_WHAT THIS TASK INVOLVES_. Report every line below that holds the word "NodeRecord".

_MATERIAL SUPPLIED_.
//! Local node identity presented during pairing.

use std::path::Path;

use gatehouse_core::{paths, store, token};
use serde::{Deserialize, Serialize};

use crate::error::PairingError;

/// Persisted part of the identity (`~/.gatehouse/node.yaml`).
#[derive(Debug, Clone, PartialEq, Eq, Serialize, Deserialize)]
pub struct NodeRecord {
    pub node_id: String,
    pub display_name: String,
}

#[derive(Debug, Clone, PartialEq, Eq, Serialize, Deserialize)]
pub struct NodeIdentity {
    pub node_id: String,
    pub display_name: String,
    pub platform: String,
    pub version: String,
}

impl NodeIdentity {
    pub fn from_record(record: NodeRecord) -> Self {
        Self {
            node_id: record.node_id,
            display_name: record.display_name,
            platform: platform_string(),
            version: env!("CARGO_PKG_VERSION").to_string(),
        }
    }

    /// Load the node record, creating one with a fresh id on first use.
    /// A non-empty `display_name` replaces the stored name.
    pub fn load_or_create_at(home: &Path, display_name: Option<&str>) -> Result<Self, PairingError> {
        let path = paths::node_identity_path(home);
        let existing: Option<NodeRecord> = store::load_yaml_at(&path)?;
        let requested = display_name.map(str::trim).filter(|n| !n.is_empty());

        let record = match existing {
            Some(mut record) => {
                if let Some(name) = requested.filter(|n| *n != record.display_name) {
                    record.display_name = name.to_string();
                    store::write_yaml_at(home, &path, &record)?;
                }
                record
            }
            None => {
                let record = NodeRecord {
                    node_id: format!("node-{}", &token::random_token()[..16]),
                    display_name: requested.unwrap_or("gatehouse node").to_string(),
                };
                store::write_yaml_at(home, &path, &record)?;
                tracing::info!(node_id = %record.node_id, "created node identity");
                record
            }
        };
        Ok(Self::from_record(record))
    }
}

fn platform_string() -> String {
    format!("{} {}", std::env::consts::OS, std::env::consts::ARCH)
}

#[cfg(test)]
mod tests {
    use super::*;
    use tempfile::TempDir;

    #[test]
    fn identity_is_stable_across_loads() {
        let home = TempDir::new().expect("tempdir");
        let first = NodeIdentity::load_or_create_at(home.path(), Some("Kitchen iPad")).expect("create");
        let second = NodeIdentity::load_or_create_at(home.path(), None).expect("load");

        assert!(first.node_id.starts_with("node-"));
        assert_eq!(first.node_id, second.node_id);
        assert_eq!(second.display_name, "Kitchen iPad");
    }

    #[test]
    fn rename_keeps_node_id() {
        let home = TempDir::new().expect("tempdir");
        let first = NodeIdentity::load_or_create_at(home.path(), None).expect("create");
        let renamed = NodeIdentity::load_or_create_at(home.path(), Some("Desk")).expect("rename");
        assert_eq!(first.node_id, renamed.node_id);
        assert_eq!(renamed.display_name, "Desk");
    }
}
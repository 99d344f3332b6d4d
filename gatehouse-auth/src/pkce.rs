//! PKCE (RFC 7636, S256 only) and OAuth `state` generation.

use base64::{engine::general_purpose::URL_SAFE_NO_PAD, Engine};
use sha2::{Digest, Sha256};

/// Verifier/challenge pair for one authorization attempt.
#[derive(Debug, Clone)]
pub struct Pkce {
    verifier: String,
    challenge: String,
}

impl Pkce {
    pub fn generate() -> Self {
        let bytes: [u8; 32] = rand::random();
        Self::from_verifier(URL_SAFE_NO_PAD.encode(bytes))
    }

    pub fn from_verifier(verifier: impl Into<String>) -> Self {
        let verifier = verifier.into();
        let challenge = URL_SAFE_NO_PAD.encode(Sha256::digest(verifier.as_bytes()));
        Self { verifier, challenge }
    }

    pub fn verifier(&self) -> &str {
        &self.verifier
    }

    pub fn challenge(&self) -> &str {
        &self.challenge
    }
}

/// Random `state` parameter, base64url without padding.
pub fn random_state() -> String {
    let bytes: [u8; 16] = rand::random();
    URL_SAFE_NO_PAD.encode(bytes)
}
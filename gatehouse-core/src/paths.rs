use std::path::{Path, PathBuf};

pub const STATE_DIR: &str = ".gatehouse";
pub const CONFIG_FILE: &str = "gatehouse.yaml";
pub const NODE_IDENTITY_FILE: &str = "node.yaml";

pub fn state_root(home: &Path) -> PathBuf {
    home.join(STATE_DIR)
}

pub fn config_path(home: &Path) -> PathBuf {
    state_root(home).join(CONFIG_FILE)
}

pub fn node_identity_path(home: &Path) -> PathBuf {
    state_root(home).join(NODE_IDENTITY_FILE)
}

pub fn default_workspace(home: &Path) -> PathBuf {
    state_root(home).join("workspace")
}

pub fn logs_dir(home: &Path) -> PathBuf {
    state_root(home).join("logs")
}

/// Expand a leading `~` against `home`; other paths pass through.
pub fn resolve_user_path(input: &str, home: &Path) -> PathBuf {
    let trimmed = input.trim();
    if trimmed == "~" {
        return home.to_path_buf();
    }
    match trimmed.strip_prefix("~/") {
        Some(rest) => home.join(rest),
        None => PathBuf::from(trimmed),
    }
}
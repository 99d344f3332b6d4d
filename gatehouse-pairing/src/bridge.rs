//! Newline-delimited JSON client for the gateway's bridge listener.
//!
//! One request object per line, one response object per line:
//!
//! ```text
//! → {"cmd":"pair","node_id":"node-1","display_name":"Desk","platform":"linux x86_64","version":"0.1.11"}
//! ← {"ok":true,"data":{"token":"…"}}
//! → {"cmd":"hello","node_id":"node-1",…,"token":"…"}
//! ← {"ok":true,"data":{"server_name":"studio"}}
//! ← {"ok":false,"error":"unauthorized"}
//! ```
//!
//! The protocol is plain TCP, so only loopback endpoints are dialed. A remote
//! gateway is reached through a tunnel that terminates on 127.0.0.1.

use std::net::SocketAddr;
use std::time::Duration;

use async_trait::async_trait;
use secrecy::{ExposeSecret, SecretString};
use serde::{Deserialize, Serialize};
use serde_json::Value;
use tokio::io::{AsyncBufReadExt, AsyncWriteExt, BufReader};
use tokio::net::TcpStream;

use crate::error::PairingError;
use crate::identity::NodeIdentity;
use crate::peer::DiscoveredPeer;
use crate::transport::{BridgeConnector, BridgeSession, PairingTransport};

const UNAUTHORIZED: &str = "unauthorized";

#[derive(Clone, Serialize, Deserialize)]
pub struct BridgeRequest {
    pub cmd: String,
    pub node_id: String,
    pub display_name: String,
    pub platform: String,
    pub version: String,
    #[serde(skip_serializing_if = "Option::is_none")]
    pub token: Option<String>,
}

impl std::fmt::Debug for BridgeRequest {
    fn fmt(&self, f: &mut std::fmt::Formatter<'_>) -> std::fmt::Result {
        f.debug_struct("BridgeRequest")
            .field("cmd", &self.cmd)
            .field("node_id", &self.node_id)
            .field("token", &self.token.as_ref().map(|_| "[REDACTED]"))
            .finish()
    }
}

impl BridgeRequest {
    fn new(cmd: &str, identity: &NodeIdentity, token: Option<&SecretString>) -> Self {
        Self {
            cmd: cmd.to_string(),
            node_id: identity.node_id.clone(),
            display_name: identity.display_name.clone(),
            platform: identity.platform.clone(),
            version: identity.version.clone(),
            token: token.map(|t| t.expose_secret().to_string()),
        }
    }
}

#[derive(Debug, Clone, Serialize, Deserialize)]
pub struct BridgeResponse {
    pub ok: bool,
    #[serde(skip_serializing_if = "Option::is_none")]
    pub data: Option<Value>,
    #[serde(skip_serializing_if = "Option::is_none")]
    pub error: Option<String>,
}

impl BridgeResponse {
    pub fn ok(data: Value) -> Self {
        Self {
            ok: true,
            data: Some(data),
            error: None,
        }
    }

    pub fn error(message: impl Into<String>) -> Self {
        Self {
            ok: false,
            data: None,
            error: Some(message.into()),
        }
    }

    fn data_str(&self, key: &str) -> Option<&str> {
        self.data.as_ref()?.get(key)?.as_str()
    }
}

/// TCP client speaking the line protocol above.
#[derive(Debug, Clone)]
pub struct LineBridgeClient {
    timeout: Duration,
}

impl Default for LineBridgeClient {
    fn default() -> Self {
        Self {
            timeout: Duration::from_secs(10),
        }
    }
}

impl LineBridgeClient {
    pub fn with_timeout(timeout: Duration) -> Self {
        Self { timeout }
    }

    async fn open(&self, endpoint: &str) -> Result<Connection, PairingError> {
        let connect_err = |message: String| PairingError::Connect {
            endpoint: endpoint.to_string(),
            message,
        };
        let addrs: Vec<SocketAddr> = tokio::net::lookup_host(endpoint)
            .await
            .map_err(|e| connect_err(e.to_string()))?
            .collect();
        if addrs.is_empty() {
            return Err(connect_err("no address".to_string()));
        }
        if !addrs.iter().all(is_loopback) {
            tracing::warn!(endpoint, "refusing plaintext bridge connection to non-loopback endpoint");
            return Err(PairingError::InsecureTransport {
                endpoint: endpoint.to_string(),
            });
        }

        let stream = tokio::time::timeout(self.timeout, TcpStream::connect(addrs.as_slice()))
            .await
            .map_err(|_| connect_err("timed out".to_string()))?
            .map_err(|e| connect_err(e.to_string()))?;
        Ok(Connection {
            reader: BufReader::new(stream),
            endpoint: endpoint.to_string(),
            timeout: self.timeout,
        })
    }
}

struct Connection {
    reader: BufReader<TcpStream>,
    endpoint: String,
    timeout: Duration,
}

impl Connection {
    async fn call(&mut self, request: &BridgeRequest) -> Result<BridgeResponse, PairingError> {
        let mut payload = serde_json::to_vec(request)?;
        payload.push(b'\n');
        let endpoint = self.endpoint.clone();
        let io = |err: std::io::Error| PairingError::Connect {
            endpoint: endpoint.clone(),
            message: err.to_string(),
        };

        let stream = self.reader.get_mut();
        stream.write_all(&payload).await.map_err(io)?;
        stream.flush().await.map_err(io)?;

        let mut line = String::new();
        let read = tokio::time::timeout(self.timeout, self.reader.read_line(&mut line))
            .await
            .map_err(|_| PairingError::Protocol(format!("no reply to '{}'", request.cmd)))?
            .map_err(io)?;
        if read == 0 {
            return Err(PairingError::Protocol(format!(
                "connection closed before reply to '{}'",
                request.cmd
            )));
        }
        Ok(serde_json::from_str(line.trim())?)
    }
}

fn is_loopback(addr: &SocketAddr) -> bool {
    addr.ip().to_canonical().is_loopback()
}

fn rejected(response: &BridgeResponse) -> bool {
    !response.ok && response.error.as_deref() == Some(UNAUTHORIZED)
}

#[async_trait]
impl PairingTransport for LineBridgeClient {
    async fn pair(
        &self,
        peer: &DiscoveredPeer,
        identity: &NodeIdentity,
        existing: Option<&SecretString>,
    ) -> Result<SecretString, PairingError> {
        let mut conn = self.open(&peer.endpoint).await?;

        let paired = conn.call(&BridgeRequest::new("pair", identity, existing)).await?;
        if !paired.ok {
            return Err(PairingError::Handshake(
                paired.error.unwrap_or_else(|| "pairing refused".to_string()),
            ));
        }
        let token = paired.data_str("token").unwrap_or_default().to_string();
        if token.is_empty() {
            return Err(PairingError::EmptyToken);
        }
        tracing::info!(peer = %peer.id, "paired with gateway");
        Ok(SecretString::new(token.into()))
    }
}

#[async_trait]
impl BridgeConnector for LineBridgeClient {
    async fn connect(
        &self,
        peer: &DiscoveredPeer,
        identity: &NodeIdentity,
        token: &SecretString,
    ) -> Result<BridgeSession, PairingError> {
        let mut conn = self.open(&peer.endpoint).await?;
        let hello = conn.call(&BridgeRequest::new("hello", identity, Some(token))).await?;
        if rejected(&hello) {
            return Err(PairingError::Unauthorized);
        }
        if !hello.ok {
            return Err(PairingError::Connect {
                endpoint: peer.endpoint.clone(),
                message: hello.error.unwrap_or_else(|| "hello refused".to_string()),
            });
        }
        Ok(BridgeSession {
            peer_id: peer.id.clone(),
            endpoint: peer.endpoint.clone(),
            server_name: hello.data_str("server_name").map(str::to_string),
        })
    }
}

_TASK SOLUTION_.
pub struct NodeRecord {
    pub fn from_record(record: NodeRecord) -> Self {
        let existing: Option<NodeRecord> = store::load_yaml_at(&path)?;
                let record = NodeRecord {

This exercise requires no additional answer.